Action on trafficking in persons, especially women and girls
a) First Interdisciplinary Symposium on Trafficking in Women
The symposium took place in the Palacio San Martín on 20 March 2003 and was attended by international experts from the Inter-American Commission of Women and IOM, as well as representatives of NGOs and the Church and executives from the national Government; The aim of the symposium was to encourage joint efforts to tackle an international crime whose significant growth has caught the attention of the international community.
b) Trafficking in persons in MERCOSUR
The problem of the traffic in persons, especially women and children, was raised by Argentina at the Ninth MERCOSUR Specialized Women’s Conference that took place in Asunción on 22 and 23 May 2003. On the basis of the proposal made by our country, a paragraph (para. 9) was included in the Joint Communiqué of the Presidents of MERCOSUR, Bolivia and Chile, dated 18 June 2003, establishing the commitment of the Governments to including the issue on their agenda and to working in co-ordination and jointly on the matter.
c) Follow-up action
To give continuity to the work already done, an initiative is now being implemented to bring together the different sectors of the national government in concrete actions to tackle the problem of the traffic in persons, especially women, adolescents and children, from an integral, interdisciplinary, networking perspective. The competent national bodies are to prepare a list of activities to be undertaken in their different fields, from the moment a complaint is first lodged or a case becomes known up until measures of legal, medical and psychological assistance can be taken and opportunities found to return the victims to their communities in conditions of safety.
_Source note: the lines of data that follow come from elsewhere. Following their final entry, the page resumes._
//! Domain models for ugen.
//!
//! This module contains the resolved generation configuration and the
//! strategy it maps to.

pub mod config;
pub mod strategy;

pub use config::{CaseMode, DEFAULT_SEPARATOR, GenerationConfig, GenerationConfigBuilder, Interval};
pub use strategy::Strategy;
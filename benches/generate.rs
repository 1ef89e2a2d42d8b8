use std::hint::black_box;

use criterion::{Criterion, criterion_group, criterion_main};

use ugen::domain::GenerationConfig;
use ugen::service::Generator;

fn bench_strategy(c: &mut Criterion, name: &str, config: &GenerationConfig, length: usize) {
    let mut generator = Generator::new(config.clone());
    let mut out = Vec::with_capacity(64 * 1024);

    c.bench_function(name, |b| {
        b.iter(|| {
            out.clear();
            generator
                .generate(&mut out, black_box(100), black_box(length))
                .unwrap();
            black_box(&out);
        });
    });
}

fn generate_benchmarks(c: &mut Criterion) {
    let builds = [
        ("alphanumeric_x100", GenerationConfig::builder(), 12),
        ("digit_x100", GenerationConfig::builder().digit(true), 12),
        ("base64_x100", GenerationConfig::builder().base64(true), 32),
        ("hex_x100", GenerationConfig::builder().hex(true), 32),
        ("ulid_x100", GenerationConfig::builder().ulid(true), 0),
        ("uuid7_x100", GenerationConfig::builder().uuid7(true), 0),
        (
            "interval_x100",
            GenerationConfig::builder().interval("-1000000,1000000"),
            0,
        ),
    ];

    for (name, builder, length) in builds {
        let config = builder.build().unwrap();
        bench_strategy(c, name, &config, length);
    }
}

criterion_group!(benches, generate_benchmarks);
criterion_main!(benches);
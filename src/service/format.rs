//! Per-value formatting: encoding, decoration and case folding.
//!
//! Order matters. The payload is encoded first, then wrapped in prefix and
//! suffix, and only then is the whole decorated value case folded. Folding
//! base64 output therefore changes its alphabet and the result no longer
//! decodes to the original bytes.

use base64::Engine;
use base64::engine::general_purpose::STANDARD;

use crate::domain::{CaseMode, GenerationConfig};
use crate::error::{GenerateError, Result};

/// Payload encoding.
#[derive(Debug, Clone, Copy, PartialEq, Eq)]
pub enum Encoding {
    /// Payload bytes are the output text.
    Plain,
    /// Standard base64 with padding.
    Base64,
    /// Lowercase hex.
    Hex,
}

impl Encoding {
    /// Pick the encoding for a configuration. Base64 wins over hex.
    #[must_use]
    pub const fn resolve(config: &GenerationConfig) -> Self {
        if config.base64 {
            Self::Base64
        } else if config.hex {
            Self::Hex
        } else {
            Self::Plain
        }
    }

    /// Encoded length for `raw_len` payload bytes.
    #[must_use]
    pub fn encoded_len(self, raw_len: usize) -> Option<usize> {
        match self {
            Self::Plain => Some(raw_len),
            Self::Base64 => base64::encoded_len(raw_len, true),
            Self::Hex => raw_len.checked_mul(2),
        }
    }

    /// Append the encoded form of `payload` to `out`.
    ///
    /// # Errors
    ///
    /// Returns [`GenerateError::Encoding`] if the encoder rejects the output
    /// buffer.
    pub fn encode_into(self, payload: &[u8], out: &mut Vec<u8>) -> Result<()> {
        let start = out.len();
        let len = self
            .encoded_len(payload.len())
            .ok_or_else(|| GenerateError::Encoding("payload too large".to_string()))?;

        match self {
            Self::Plain => out.extend_from_slice(payload),
            Self::Base64 => {
                out.resize(start + len, 0);
                STANDARD
                    .encode_slice(payload, &mut out[start..])
                    .map_err(|e| GenerateError::Encoding(e.to_string()))?;
            }
            Self::Hex => {
                out.resize(start + len, 0);
                hex::encode_to_slice(payload, &mut out[start..])
                    .map_err(|e| GenerateError::Encoding(e.to_string()))?;
            }
        }
        Ok(())
    }
}

impl std::fmt::Display for Encoding {
    fn fmt(&self, f: &mut std::fmt::Formatter<'_>) -> std::fmt::Result {
        match self {
            Self::Plain => write!(f, "plain"),
            Self::Base64 => write!(f, "base64"),
            Self::Hex => write!(f, "hex"),
        }
    }
}

/// Decoration applied around every encoded payload.
#[derive(Debug, Clone, Copy)]
pub struct Decoration<'a> {
    prefix: &'a [u8],
    suffix: &'a [u8],
    encoding: Encoding,
    case: CaseMode,
}

impl<'a> Decoration<'a> {
    /// Decoration described by a configuration.
    #[must_use]
    pub fn new(config: &'a GenerationConfig) -> Self {
        Self {
            prefix: config.prefix.as_bytes(),
            suffix: config.suffix.as_bytes(),
            encoding: Encoding::resolve(config),
            case: config.case,
        }
    }

    /// Encoding applied to payloads.
    #[must_use]
    pub const fn encoding(&self) -> Encoding {
        self.encoding
    }

    /// Length of a rendered value for a payload of `raw_len` bytes, before
    /// case folding. `None` if it overflows `usize`.
    #[must_use]
    pub fn rendered_len(&self, raw_len: usize) -> Option<usize> {
        self.encoding
            .encoded_len(raw_len)?
            .checked_add(self.prefix.len())?
            .checked_add(self.suffix.len())
    }

    /// Render `payload` into `out`, replacing its contents.
    ///
    /// # Errors
    ///
    /// Returns [`GenerateError::Encoding`] if encoding fails.
    pub fn render_into(&self, payload: &[u8], out: &mut Vec<u8>) -> Result<()> {
        out.clear();
        out.extend_from_slice(self.prefix);
        self.encoding.encode_into(payload, out)?;
        out.extend_from_slice(self.suffix);
        fold_case(out, self.case);
        Ok(())
    }
}

/// Fold the case of `value` in place.
///
/// Valid UTF-8 is folded with Unicode rules; anything else, such as raw
/// random bytes, only has its ASCII letters folded.
pub fn fold_case(value: &mut Vec<u8>, case: CaseMode) {
    match case {
        CaseMode::None => {}
        CaseMode::Lower if value.is_ascii() => value.make_ascii_lowercase(),
        CaseMode::Upper if value.is_ascii() => value.make_ascii_uppercase(),
        CaseMode::Lower => match std::str::from_utf8(value) {
            Ok(text) => *value = text.to_lowercase().into_bytes(),
            Err(_) => value.make_ascii_lowercase(),
        },
        CaseMode::Upper => match std::str::from_utf8(value) {
            Ok(text) => *value = text.to_uppercase().into_bytes(),
            Err(_) => value.make_ascii_uppercase(),
        },
    }
}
National campaign to commemorate the International Day
to Combat Violence against Women
• To commemorate the International Day to Combat Violence against Women, the Office of the Special Representative for Women’s Issues at the International Level of the Ministry of Foreign Affairs, International Trade and Worship, together with CNM and the national Human Rights Secretariat launched a campaign to raise awareness about the problems of violence against women.
• To inform the entire population about the events that led to the commemoration of this Day;
• To raise awareness of the magnitude of the problems of violence against women in our country;
• To give information about government programmes to deal with these problems.
• A booklet was prepared and distributed (through the Argentine National Bank) containing the history of how this Day came to be instituted and information about international conventions and national legislation and programmes;
• With the collaboration of State-owned media (Canal 7 and Radio Nacional), a programme about the Day was broadcast in which women from the different sectors of society discussed the present situation of women in our country. During the week of 25 November there were televised "spots" in which male celebrities of Argentine culture gave their thoughts on the subject. Radio Nacional devoted a programme to ideas about the problem, which included a telephone conversation with Sra. Adela Mirabal, the sister of La Mariposa.
• With the assistance of the National Institute of Cinema and Audiovisual Arts, films and documentaries considering the problems of violence against women from different perspectives were shown in various cities of Argentina.